No doubt, some things did get done that way in the past and, perhaps, some things still get done that way.
That is why is it vitally important the Anti-corruption Bill tabled in the Legislative Assembly last week as a discussion bill gets enacted as law.
The Cayman Islands is nothing the like stereotypical banana republic. It has a democratically elected stable government; it has enforced laws that apply to everyone; it has a fair and impartial judicial system that is based on established law; and it has legislators and public servants who are held accountable for their actions.
But that does not mean the possibilities for official corruption do not exist in the Cayman Islands, and being held accountable for their actions does not equate to criminal liability for legislators and public officers.
Although sections of the current Penal Code do touch on official corruption, they only do so in a cursory manner and they mainly deal with public servants, not legislators or public officers.
The government and the Cayman Islands financial services industry have gone to great lengths to make this jurisdiction as legitimate as possible when it comes to banking and other investments.
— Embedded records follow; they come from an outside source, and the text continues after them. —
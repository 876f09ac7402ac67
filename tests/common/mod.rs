//! Shared fixtures: a fake Grafana upstream, a TLS variant of it, and a
//! running proxy wired to either.

#![allow(dead_code)]

use std::collections::BTreeMap;
use std::convert::Infallible;
use std::net::SocketAddr;
use std::path::PathBuf;
use std::sync::Arc;
use std::time::Duration;

use axum::body::Bytes;
use axum::http::{HeaderMap, Method, StatusCode, Uri};
use axum::response::IntoResponse;
use axum::routing::get;
use axum::{Json, Router};
use http_body_util::Full;
use hyper::body::Incoming;
use hyper::server::conn::http1;
use hyper::service::service_fn;
use hyper_util::rt::TokioIo;
use rustls::pki_types::{CertificateDer, PrivateKeyDer, PrivatePkcs8KeyDer};
use serde::Deserialize;
use tokio::net::TcpListener;
use tokio::sync::oneshot;
use tokio_rustls::TlsAcceptor;

use grafana_proxy::config::model::GrafanaConfig;
use grafana_proxy::proxy::ProxyTarget;
use grafana_proxy::server::{self, AppState};
use grafana_proxy::tls::{load_trust_store, TrustStore};

/// What the fake upstream saw.
#[derive(Debug, Deserialize)]
pub struct Echo {
    pub method: String,
    pub uri: String,
    pub headers: BTreeMap<String, Vec<String>>,
    pub body: String,
}

impl Echo {
    pub fn header(&self, name: &str) -> Option<&str> {
        self.headers
            .get(name)
            .and_then(|values| values.first())
            .map(String::as_str)
    }
}

async fn echo(method: Method, uri: Uri, headers: HeaderMap, body: Bytes) -> Json<serde_json::Value> {
    let mut seen: BTreeMap<String, Vec<String>> = BTreeMap::new();
    for (name, value) in &headers {
        seen.entry(name.as_str().to_string())
            .or_default()
            .push(String::from_utf8_lossy(value.as_bytes()).into_owned());
    }
    Json(serde_json::json!({
        "method": method.as_str(),
        "uri": uri.to_string(),
        "headers": seen,
        "body": String::from_utf8_lossy(&body),
    }))
}

async fn teapot() -> impl IntoResponse {
    (
        StatusCode::IM_A_TEAPOT,
        [("x-upstream", "grafana"), ("proxy-authenticate", "Basic")],
        "short and stout",
    )
}

async fn slow() -> &'static str {
    tokio::time::sleep(Duration::from_secs(5)).await;
    "too late"
}

/// Plain HTTP upstream echoing every request it receives as JSON.
pub async fn start_upstream() -> SocketAddr {
    let router = Router::new()
        .route("/api/datasources/proxy/{id}/teapot", get(teapot))
        .route("/api/datasources/proxy/{id}/slow", get(slow))
        .fallback(echo);

    let listener = TcpListener::bind("127.0.0.1:0").await.unwrap();
    let addr = listener.local_addr().unwrap();
    tokio::spawn(async move {
        axum::serve(listener, router).await.unwrap();
    });
    addr
}

/// An address nothing is listening on.
pub async fn closed_port() -> SocketAddr {
    let listener = TcpListener::bind("127.0.0.1:0").await.unwrap();
    let addr = listener.local_addr().unwrap();
    drop(listener);
    addr
}

pub struct TestCert {
    pub cert: CertificateDer<'static>,
    pub key: PrivateKeyDer<'static>,
    pub pem: String,
}

/// Self-signed certificate valid for `localhost` and `127.0.0.1`.
pub fn self_signed() -> TestCert {
    let generated =
        rcgen::generate_simple_self_signed(vec!["localhost".into(), "127.0.0.1".into()]).unwrap();
    TestCert {
        cert: generated.cert.der().clone(),
        key: PrivateKeyDer::Pkcs8(PrivatePkcs8KeyDer::from(generated.key_pair.serialize_der())),
        pem: generated.cert.pem(),
    }
}

/// Write `pem` into a fresh temp dir and return the dir with the file path.
pub fn write_pem(pem: &str) -> (tempfile::TempDir, PathBuf) {
    let dir = tempfile::tempdir().unwrap();
    let path = dir.path().join("ca.pem");
    std::fs::write(&path, pem).unwrap();
    (dir, path)
}

/// Trust store holding a throwaway certificate. Good enough for plain
/// HTTP upstreams where it is never consulted.
pub fn unused_trust_store() -> (tempfile::TempDir, TrustStore) {
    let (dir, path) = write_pem(&self_signed().pem);
    let store = load_trust_store(path.to_str().unwrap()).unwrap();
    (dir, store)
}

/// HTTPS upstream answering `<uri> <authorization>` as plain text.
pub async fn start_tls_upstream(cert: &TestCert) -> SocketAddr {
    let _ = rustls::crypto::ring::default_provider().install_default();
    let config = rustls::ServerConfig::builder()
        .with_no_client_auth()
        .with_single_cert(vec![cert.cert.clone()], cert.key.clone_key())
        .unwrap();
    let acceptor = TlsAcceptor::from(Arc::new(config));

    let listener = TcpListener::bind("127.0.0.1:0").await.unwrap();
    let addr = listener.local_addr().unwrap();
    tokio::spawn(async move {
        loop {
            let Ok((tcp, _)) = listener.accept().await else {
                break;
            };
            let acceptor = acceptor.clone();
            tokio::spawn(async move {
                let Ok(tls) = acceptor.accept(tcp).await else {
                    return;
                };
                let service = service_fn(|req: hyper::Request<Incoming>| async move {
                    let auth = req
                        .headers()
                        .get("authorization")
                        .and_then(|v| v.to_str().ok())
                        .unwrap_or_default()
                        .to_string();
                    let body = format!("{} {auth}", req.uri());
                    Ok::<_, Infallible>(hyper::Response::new(Full::new(Bytes::from(body))))
                });
                let _ = http1::Builder::new()
                    .serve_connection(TokioIo::new(tls), service)
                    .await;
            });
        }
    });
    addr
}

pub fn grafana(url: String, datasource: u64, key: &str, timeout: u64) -> GrafanaConfig {
    GrafanaConfig {
        url,
        cacerts: String::new(),
        datasource,
        key: key.into(),
        timeout,
    }
}

/// Serve the proxy on an ephemeral port. Dropping the sender shuts it down.
pub async fn start_proxy(
    grafana: &GrafanaConfig,
    trust: &TrustStore,
) -> (SocketAddr, oneshot::Sender<()>) {
    let target = ProxyTarget::from_config(grafana).unwrap();
    let state = Arc::new(AppState::new(target, trust, grafana.timeout));
    let router = server::build_router(state);

    let listener = TcpListener::bind("127.0.0.1:0").await.unwrap();
    let addr = listener.local_addr().unwrap();

    let (shutdown_tx, shutdown_rx) = oneshot::channel::<()>();

    tokio::spawn(async move {
        axum::serve(
            listener,
            router.into_make_service_with_connect_info::<SocketAddr>(),
        )
        .with_graceful_shutdown(async {
            let _ = shutdown_rx.await;
        })
        .await
        .unwrap();
    });

    (addr, shutdown_tx)
}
Despite that, stereotypes persist, often fuelled by films like The Firm and Haven.
There are probably foreign investors in the world who think they can bring a wad of money to Cayman, bribe a legislator or two and do whatever they want here.
By having a comprehensive anti-corruption law in place that holds everyone in government legally accountable, it gives the rest of the world another example of how the Cayman Islands intends to do things the right way.
The Anti-corruption Bill has languished for several years for some understandable reasons. But it is now time to ensure this important piece of legislation is enacted as soon as possible.
And afterwards, if some foreign investor does come down here with a wad of money and tries to bribe a legislator or public officer, he might find himself facing 14 years in prison for doing so.